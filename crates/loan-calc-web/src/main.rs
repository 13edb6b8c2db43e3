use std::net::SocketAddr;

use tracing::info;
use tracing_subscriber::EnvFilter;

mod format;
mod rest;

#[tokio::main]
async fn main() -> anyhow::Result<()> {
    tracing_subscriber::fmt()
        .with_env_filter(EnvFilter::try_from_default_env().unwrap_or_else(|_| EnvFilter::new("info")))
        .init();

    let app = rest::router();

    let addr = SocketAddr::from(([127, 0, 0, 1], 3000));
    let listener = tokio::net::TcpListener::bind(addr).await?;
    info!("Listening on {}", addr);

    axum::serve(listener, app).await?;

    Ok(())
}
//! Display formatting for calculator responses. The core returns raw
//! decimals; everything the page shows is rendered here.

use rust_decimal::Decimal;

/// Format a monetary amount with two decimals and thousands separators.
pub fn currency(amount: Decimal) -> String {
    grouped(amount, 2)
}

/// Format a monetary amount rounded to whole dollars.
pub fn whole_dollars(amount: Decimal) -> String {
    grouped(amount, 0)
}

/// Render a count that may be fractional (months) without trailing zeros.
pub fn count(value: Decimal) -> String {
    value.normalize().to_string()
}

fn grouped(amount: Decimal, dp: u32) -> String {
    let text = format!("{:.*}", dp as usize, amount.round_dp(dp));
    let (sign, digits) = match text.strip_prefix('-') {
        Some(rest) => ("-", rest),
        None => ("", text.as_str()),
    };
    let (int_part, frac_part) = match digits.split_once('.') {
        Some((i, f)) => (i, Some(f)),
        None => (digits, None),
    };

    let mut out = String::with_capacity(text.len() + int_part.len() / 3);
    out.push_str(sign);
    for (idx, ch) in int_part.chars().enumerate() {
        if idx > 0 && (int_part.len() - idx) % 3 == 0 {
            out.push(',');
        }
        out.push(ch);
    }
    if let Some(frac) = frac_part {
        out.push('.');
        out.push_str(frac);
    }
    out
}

--

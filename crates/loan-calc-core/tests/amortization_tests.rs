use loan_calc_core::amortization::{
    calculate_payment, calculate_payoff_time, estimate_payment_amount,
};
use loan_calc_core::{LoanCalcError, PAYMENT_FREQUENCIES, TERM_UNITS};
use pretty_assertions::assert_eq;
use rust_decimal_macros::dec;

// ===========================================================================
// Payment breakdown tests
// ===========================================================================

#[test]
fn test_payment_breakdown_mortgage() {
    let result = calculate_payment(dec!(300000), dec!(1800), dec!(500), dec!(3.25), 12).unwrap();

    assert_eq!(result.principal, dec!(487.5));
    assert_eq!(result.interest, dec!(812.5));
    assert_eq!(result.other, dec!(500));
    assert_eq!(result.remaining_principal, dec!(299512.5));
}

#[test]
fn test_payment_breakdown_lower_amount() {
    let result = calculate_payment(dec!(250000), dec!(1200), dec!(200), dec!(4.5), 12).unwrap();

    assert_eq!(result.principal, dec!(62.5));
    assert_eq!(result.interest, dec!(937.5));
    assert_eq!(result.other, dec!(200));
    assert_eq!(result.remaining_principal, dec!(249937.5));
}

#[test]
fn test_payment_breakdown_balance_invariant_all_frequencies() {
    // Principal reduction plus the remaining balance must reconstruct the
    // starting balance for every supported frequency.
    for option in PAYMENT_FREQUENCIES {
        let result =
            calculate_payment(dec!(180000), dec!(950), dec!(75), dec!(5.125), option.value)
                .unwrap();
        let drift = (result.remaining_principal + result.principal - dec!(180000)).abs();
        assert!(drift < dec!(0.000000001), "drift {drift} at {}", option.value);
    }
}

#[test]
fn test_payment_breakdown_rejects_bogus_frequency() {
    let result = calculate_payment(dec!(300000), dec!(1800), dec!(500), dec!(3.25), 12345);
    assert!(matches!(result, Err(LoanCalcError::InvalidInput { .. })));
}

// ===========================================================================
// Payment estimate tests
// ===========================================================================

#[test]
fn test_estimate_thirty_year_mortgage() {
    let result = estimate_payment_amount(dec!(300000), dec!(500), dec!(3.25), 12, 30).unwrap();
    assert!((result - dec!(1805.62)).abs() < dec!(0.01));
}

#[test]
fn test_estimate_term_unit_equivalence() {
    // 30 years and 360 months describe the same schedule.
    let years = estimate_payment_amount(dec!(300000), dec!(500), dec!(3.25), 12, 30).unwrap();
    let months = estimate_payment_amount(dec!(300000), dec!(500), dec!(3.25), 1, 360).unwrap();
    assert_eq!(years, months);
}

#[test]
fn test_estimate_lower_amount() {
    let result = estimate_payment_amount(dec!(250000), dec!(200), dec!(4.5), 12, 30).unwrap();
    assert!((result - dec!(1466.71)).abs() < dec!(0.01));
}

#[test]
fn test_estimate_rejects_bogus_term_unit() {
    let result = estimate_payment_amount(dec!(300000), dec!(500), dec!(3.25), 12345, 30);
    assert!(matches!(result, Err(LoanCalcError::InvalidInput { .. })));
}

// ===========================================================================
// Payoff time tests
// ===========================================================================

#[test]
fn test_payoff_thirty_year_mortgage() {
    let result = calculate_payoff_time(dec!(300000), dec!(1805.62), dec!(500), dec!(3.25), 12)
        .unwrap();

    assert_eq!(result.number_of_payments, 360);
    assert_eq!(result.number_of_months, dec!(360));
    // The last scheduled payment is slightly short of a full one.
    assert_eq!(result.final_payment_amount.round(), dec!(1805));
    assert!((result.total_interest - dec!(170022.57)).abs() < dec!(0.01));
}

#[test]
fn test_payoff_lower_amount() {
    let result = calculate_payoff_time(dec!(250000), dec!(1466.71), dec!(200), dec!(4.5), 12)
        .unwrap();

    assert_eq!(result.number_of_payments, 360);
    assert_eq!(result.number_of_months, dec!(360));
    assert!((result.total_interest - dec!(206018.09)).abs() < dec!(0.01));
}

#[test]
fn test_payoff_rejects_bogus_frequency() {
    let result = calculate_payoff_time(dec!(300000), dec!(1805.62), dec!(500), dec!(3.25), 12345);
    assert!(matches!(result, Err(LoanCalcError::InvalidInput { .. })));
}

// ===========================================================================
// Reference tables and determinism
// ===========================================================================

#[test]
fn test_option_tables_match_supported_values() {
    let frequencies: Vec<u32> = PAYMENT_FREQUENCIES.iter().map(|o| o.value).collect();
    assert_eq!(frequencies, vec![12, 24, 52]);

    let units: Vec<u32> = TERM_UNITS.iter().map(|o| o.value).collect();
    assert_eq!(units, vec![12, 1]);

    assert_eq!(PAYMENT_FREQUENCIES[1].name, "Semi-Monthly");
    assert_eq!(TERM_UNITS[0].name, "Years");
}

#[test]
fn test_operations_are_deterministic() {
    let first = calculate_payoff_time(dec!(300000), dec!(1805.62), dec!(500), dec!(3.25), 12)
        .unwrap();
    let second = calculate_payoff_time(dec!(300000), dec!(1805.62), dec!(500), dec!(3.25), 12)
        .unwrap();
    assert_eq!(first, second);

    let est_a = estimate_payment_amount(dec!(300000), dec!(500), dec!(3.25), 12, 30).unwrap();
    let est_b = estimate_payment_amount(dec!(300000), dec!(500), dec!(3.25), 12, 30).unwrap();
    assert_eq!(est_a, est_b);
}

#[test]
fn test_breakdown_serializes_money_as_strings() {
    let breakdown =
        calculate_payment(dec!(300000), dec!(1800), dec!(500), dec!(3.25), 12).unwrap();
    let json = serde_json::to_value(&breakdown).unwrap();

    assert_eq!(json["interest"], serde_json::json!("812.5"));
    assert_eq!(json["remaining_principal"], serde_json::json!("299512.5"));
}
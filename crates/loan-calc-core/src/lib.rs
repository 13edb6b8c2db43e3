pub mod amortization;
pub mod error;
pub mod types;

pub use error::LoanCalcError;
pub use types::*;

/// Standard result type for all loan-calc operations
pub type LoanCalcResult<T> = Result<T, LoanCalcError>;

--

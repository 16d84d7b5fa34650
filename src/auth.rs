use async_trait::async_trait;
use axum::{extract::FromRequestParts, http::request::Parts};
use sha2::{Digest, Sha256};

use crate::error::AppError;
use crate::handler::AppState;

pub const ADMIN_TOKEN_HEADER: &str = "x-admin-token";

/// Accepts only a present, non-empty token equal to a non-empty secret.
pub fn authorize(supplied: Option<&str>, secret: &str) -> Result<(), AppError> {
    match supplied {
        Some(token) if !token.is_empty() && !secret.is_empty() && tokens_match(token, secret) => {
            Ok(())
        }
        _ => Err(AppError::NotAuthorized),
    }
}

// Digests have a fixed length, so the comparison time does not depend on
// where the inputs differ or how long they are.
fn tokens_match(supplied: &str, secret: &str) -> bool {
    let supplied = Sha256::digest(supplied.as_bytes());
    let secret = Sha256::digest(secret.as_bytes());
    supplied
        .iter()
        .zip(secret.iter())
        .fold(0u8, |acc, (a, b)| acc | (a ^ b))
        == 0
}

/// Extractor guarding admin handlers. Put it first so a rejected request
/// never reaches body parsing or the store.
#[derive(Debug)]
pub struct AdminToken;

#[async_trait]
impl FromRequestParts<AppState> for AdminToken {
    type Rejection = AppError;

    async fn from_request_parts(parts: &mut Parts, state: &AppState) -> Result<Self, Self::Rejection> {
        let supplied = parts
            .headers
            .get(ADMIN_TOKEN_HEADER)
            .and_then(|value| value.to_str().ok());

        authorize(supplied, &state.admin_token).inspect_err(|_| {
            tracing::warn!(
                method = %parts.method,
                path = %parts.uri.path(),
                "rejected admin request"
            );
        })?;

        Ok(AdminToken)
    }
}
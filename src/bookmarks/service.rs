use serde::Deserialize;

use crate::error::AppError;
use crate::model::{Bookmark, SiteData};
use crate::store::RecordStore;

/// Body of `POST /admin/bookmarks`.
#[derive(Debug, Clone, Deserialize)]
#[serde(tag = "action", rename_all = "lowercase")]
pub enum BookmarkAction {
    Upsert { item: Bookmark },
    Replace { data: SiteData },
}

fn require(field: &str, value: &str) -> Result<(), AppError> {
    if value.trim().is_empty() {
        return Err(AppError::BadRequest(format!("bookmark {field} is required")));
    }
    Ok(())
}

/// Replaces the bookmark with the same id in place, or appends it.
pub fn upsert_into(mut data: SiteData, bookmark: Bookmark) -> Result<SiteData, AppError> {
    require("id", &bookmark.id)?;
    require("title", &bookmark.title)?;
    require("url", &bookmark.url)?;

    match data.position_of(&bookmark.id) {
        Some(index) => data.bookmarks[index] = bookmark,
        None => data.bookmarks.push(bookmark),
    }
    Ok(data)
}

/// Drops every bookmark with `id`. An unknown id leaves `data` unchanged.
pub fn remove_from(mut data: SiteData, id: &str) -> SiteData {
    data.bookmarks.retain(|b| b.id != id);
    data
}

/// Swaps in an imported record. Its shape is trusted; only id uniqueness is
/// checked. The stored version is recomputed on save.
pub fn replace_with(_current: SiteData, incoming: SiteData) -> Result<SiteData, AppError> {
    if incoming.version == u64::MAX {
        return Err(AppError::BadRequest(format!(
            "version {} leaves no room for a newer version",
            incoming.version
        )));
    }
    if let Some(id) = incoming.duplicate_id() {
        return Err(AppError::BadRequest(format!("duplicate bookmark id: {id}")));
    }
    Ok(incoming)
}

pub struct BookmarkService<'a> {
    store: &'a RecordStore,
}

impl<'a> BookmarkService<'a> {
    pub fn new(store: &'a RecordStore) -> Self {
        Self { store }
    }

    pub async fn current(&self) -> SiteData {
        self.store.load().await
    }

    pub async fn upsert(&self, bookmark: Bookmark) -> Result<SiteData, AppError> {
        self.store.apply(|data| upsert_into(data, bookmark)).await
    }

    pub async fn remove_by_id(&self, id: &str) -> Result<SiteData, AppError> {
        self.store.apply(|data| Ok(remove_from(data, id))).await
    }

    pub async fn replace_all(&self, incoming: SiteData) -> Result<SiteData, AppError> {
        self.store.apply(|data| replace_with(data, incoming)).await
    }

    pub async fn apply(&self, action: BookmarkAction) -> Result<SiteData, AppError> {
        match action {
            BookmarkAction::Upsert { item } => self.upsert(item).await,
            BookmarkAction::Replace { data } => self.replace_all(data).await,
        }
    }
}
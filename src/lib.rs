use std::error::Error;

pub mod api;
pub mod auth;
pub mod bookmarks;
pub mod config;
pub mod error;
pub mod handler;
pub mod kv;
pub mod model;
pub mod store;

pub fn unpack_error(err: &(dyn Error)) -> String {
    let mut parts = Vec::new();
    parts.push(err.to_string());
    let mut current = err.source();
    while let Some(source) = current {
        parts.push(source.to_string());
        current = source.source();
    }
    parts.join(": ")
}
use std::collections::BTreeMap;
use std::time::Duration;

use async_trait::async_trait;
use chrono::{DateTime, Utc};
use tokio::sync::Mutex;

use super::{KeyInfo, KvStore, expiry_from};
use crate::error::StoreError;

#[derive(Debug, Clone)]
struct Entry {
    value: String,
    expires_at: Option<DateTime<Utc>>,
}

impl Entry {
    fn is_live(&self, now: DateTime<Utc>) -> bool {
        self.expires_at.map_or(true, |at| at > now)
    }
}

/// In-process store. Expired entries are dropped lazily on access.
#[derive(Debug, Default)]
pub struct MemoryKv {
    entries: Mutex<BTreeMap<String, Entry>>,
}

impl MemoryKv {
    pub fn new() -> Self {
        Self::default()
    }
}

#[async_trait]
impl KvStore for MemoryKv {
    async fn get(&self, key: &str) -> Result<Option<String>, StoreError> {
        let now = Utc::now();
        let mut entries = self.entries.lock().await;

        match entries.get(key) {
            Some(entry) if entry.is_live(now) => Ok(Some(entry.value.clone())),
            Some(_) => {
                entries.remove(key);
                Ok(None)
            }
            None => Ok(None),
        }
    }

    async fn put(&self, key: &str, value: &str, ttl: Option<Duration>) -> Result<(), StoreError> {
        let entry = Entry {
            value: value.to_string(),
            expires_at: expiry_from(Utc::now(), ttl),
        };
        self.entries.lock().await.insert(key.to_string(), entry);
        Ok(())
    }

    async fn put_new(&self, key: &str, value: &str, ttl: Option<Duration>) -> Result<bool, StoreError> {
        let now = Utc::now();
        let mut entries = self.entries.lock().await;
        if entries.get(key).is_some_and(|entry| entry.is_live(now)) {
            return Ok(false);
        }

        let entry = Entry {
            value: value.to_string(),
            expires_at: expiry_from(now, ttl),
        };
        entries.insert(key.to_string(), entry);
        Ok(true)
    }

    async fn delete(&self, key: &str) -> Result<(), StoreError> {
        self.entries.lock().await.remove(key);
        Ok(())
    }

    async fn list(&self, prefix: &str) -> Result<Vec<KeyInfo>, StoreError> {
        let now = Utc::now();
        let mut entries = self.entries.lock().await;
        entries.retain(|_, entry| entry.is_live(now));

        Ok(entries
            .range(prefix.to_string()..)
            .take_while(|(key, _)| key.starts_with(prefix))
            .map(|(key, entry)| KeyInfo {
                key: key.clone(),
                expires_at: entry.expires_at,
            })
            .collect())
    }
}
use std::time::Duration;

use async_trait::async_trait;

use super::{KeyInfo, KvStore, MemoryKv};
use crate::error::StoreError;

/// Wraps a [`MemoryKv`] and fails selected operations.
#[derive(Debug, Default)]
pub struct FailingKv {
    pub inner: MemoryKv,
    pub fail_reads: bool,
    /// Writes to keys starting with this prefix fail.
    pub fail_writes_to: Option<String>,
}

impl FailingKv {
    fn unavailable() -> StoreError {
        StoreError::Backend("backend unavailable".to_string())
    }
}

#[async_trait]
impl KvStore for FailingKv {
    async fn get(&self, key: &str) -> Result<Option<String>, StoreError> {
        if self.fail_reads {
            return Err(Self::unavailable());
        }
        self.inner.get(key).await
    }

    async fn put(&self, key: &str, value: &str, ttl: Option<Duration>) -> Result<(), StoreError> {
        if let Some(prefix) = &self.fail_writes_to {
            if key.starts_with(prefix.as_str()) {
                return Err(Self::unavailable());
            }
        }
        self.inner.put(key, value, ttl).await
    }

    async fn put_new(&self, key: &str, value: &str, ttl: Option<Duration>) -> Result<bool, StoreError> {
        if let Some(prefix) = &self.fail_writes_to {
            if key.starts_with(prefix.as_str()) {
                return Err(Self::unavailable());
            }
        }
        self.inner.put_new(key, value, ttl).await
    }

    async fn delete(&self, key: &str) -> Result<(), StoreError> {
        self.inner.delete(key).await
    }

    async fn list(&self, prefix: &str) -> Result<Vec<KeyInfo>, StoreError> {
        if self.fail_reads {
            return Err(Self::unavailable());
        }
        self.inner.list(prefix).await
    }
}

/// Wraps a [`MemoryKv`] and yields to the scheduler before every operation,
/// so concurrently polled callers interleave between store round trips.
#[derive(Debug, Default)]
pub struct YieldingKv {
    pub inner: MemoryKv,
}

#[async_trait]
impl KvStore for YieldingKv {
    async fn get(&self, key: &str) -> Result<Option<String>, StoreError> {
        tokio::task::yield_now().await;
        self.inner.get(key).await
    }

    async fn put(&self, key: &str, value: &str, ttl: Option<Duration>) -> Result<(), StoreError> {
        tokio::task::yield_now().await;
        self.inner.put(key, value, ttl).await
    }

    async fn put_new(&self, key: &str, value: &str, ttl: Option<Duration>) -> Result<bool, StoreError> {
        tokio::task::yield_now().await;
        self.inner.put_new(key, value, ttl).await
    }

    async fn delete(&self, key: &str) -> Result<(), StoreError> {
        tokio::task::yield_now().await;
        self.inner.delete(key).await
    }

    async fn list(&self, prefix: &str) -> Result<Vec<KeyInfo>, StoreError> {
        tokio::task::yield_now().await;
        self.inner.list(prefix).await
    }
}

=== REQUIRED WORK ===
Considering the records above, count the lines where the string "decimals" occurs and return that number alone.

=== YOUR SOLUTION ===
2